Using RecordLinkage Toolkit to Link Records

Sze Zhong LIM
Data And Beyond
Published in
12 min readMar 8, 2024
Photo by Clint Adair on Unsplash

Anyone who tried to work with user-entered data will know how tough it is to manage and gain insights from that data. One example is if we allow users to key in their company name without any constraints or guidance. SomeCompanyName Pte. Ltd., could be written as ‘somecompanyname’ or ‘somecompanyname pte ltd’ (without the dots and all small caps), or ‘somecompanyname pvt’, or some other variation.

To resolve this issue, we will have to check for similarity and group them together.

Problem Joining Datasets

Recently, I had an issue when trying to join two datasets from ACRA and HDB (both downloaded from data.gov.sg. In both tables, they had the uen and company_name columns. By right, the HDB uen and company_namedata should be a subset of the ACRA uen and entity_name data. However, life is never perfect.

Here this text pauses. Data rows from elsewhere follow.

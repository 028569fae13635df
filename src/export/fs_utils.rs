// src/export/fs_utils.rs

use crate::errors::{AppError, AppResult};
use crate::ui::messages::{info, warning};
use std::io::{self, Write};
use std::path::Path;

/// Check that the output file can be created or overwritten.
///
/// - missing parent directory → error
/// - file does not exist, or `force` → Ok
/// - file exists without `force` → ask the user
pub(crate) fn ensure_writable(path: &Path, force: bool) -> AppResult<()> {
    if let Some(parent) = path.parent()
        && !parent.as_os_str().is_empty()
        && !parent.exists()
    {
        return Err(AppError::Export(format!(
            "Output directory does not exist: {}",
            parent.display()
        )));
    }

    if !path.exists() || force {
        return Ok(());
    }

    warning(format!("The file '{}' already exists.", path.display()));

    print!("Overwrite? [y/N]: ");
    io::stdout().flush().ok();

    let mut answer = String::new();
    io::stdin().read_line(&mut answer)?;
    let ans = answer.trim().to_ascii_lowercase();

    if ans == "y" || ans == "yes" {
        info("Existing file will be overwritten.");
        Ok(())
    } else {
        Err(AppError::Export(
            "Export cancelled: existing file not overwritten".to_string(),
        ))
    }
}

I did expect the HDB company_name and ACRA entity_name to have very very minor discrepancies like a dot here and there. As such, I decided to use the uen from both datasets. Surprisingly, there were some uen data from the HDB dataset which couldn’t be found from the ACRA dataset. The error could have been from either table.

A snapshot showing 4 HDB entities not joining with the ACRA entities information.

I did a check in the ACRA entity csv and found that the acra_uen is slightly different. HDB uen was 200416909E whereas ACRA uen was 200416906E. Most likely one of them was wrong. I also realized that the HDB company_name and ACRA entity_name did not have an exact match. The HDB company_name for index 241 used PTE LTD whereas the ACRA entity_name used PTE. LTD.

ACRA information csv downloaded from data.gov.sg

The idea was to find company names with a similarity of 90% and above (for this particular case) as there were only very minor differences. For this, I decided to use RecordLinkage after asking ChatGPT.

Using RecordLinkage

The documentation for RecordLinkage can be found here.

The recordlinkage project makes extensive use of data manipulation tools like pandas and numpy.

Record linkage is used to link data from multiple data sources or to find duplicates in a single data source. In computer science, record linkage is also known as data matching or deduplication (in case of search duplicate records within a single file).

There are 5 steps to record linkage. Namely:

  1. Preprocessing
  2. Indexing
  3. Comparing
  4. Classification
  5. Evaluation

However, the scope of this article will be on how RecordLinkage was applied to join our table, the experiences, and the mistakes I learned from trying it out.

Using full index (A mistake)

I started using recordlinkage totally blind so basically my first attempt at it was just to use the ChatGPT code and see what turns up. I used the code as below:

# Try to use recordlinkage
indexer = recordlinkage.Index()
indexer.full()
candidate_links = indexer.index(hdb_df['hdb_company_name'], acra_df['acra_entity_name'])
print('here')
print(type(candidate_links))
print(candidate_links)
compare_cl = recordlinkage.Compare()
compare_cl.string('hdb_company_name', 'acra_entity_name', method='jarowinkler', threshold=0.9)

features = compare_cl.compute(candidate_links, hdb_df, acra_df)
print(features)

matches = features[features.sum(axis=1) >= 1]
print(matches)
Code snippet from my Jupyter Notebook where using full index failed

I used a full index method, as can be seen on Line 3 indexer.full().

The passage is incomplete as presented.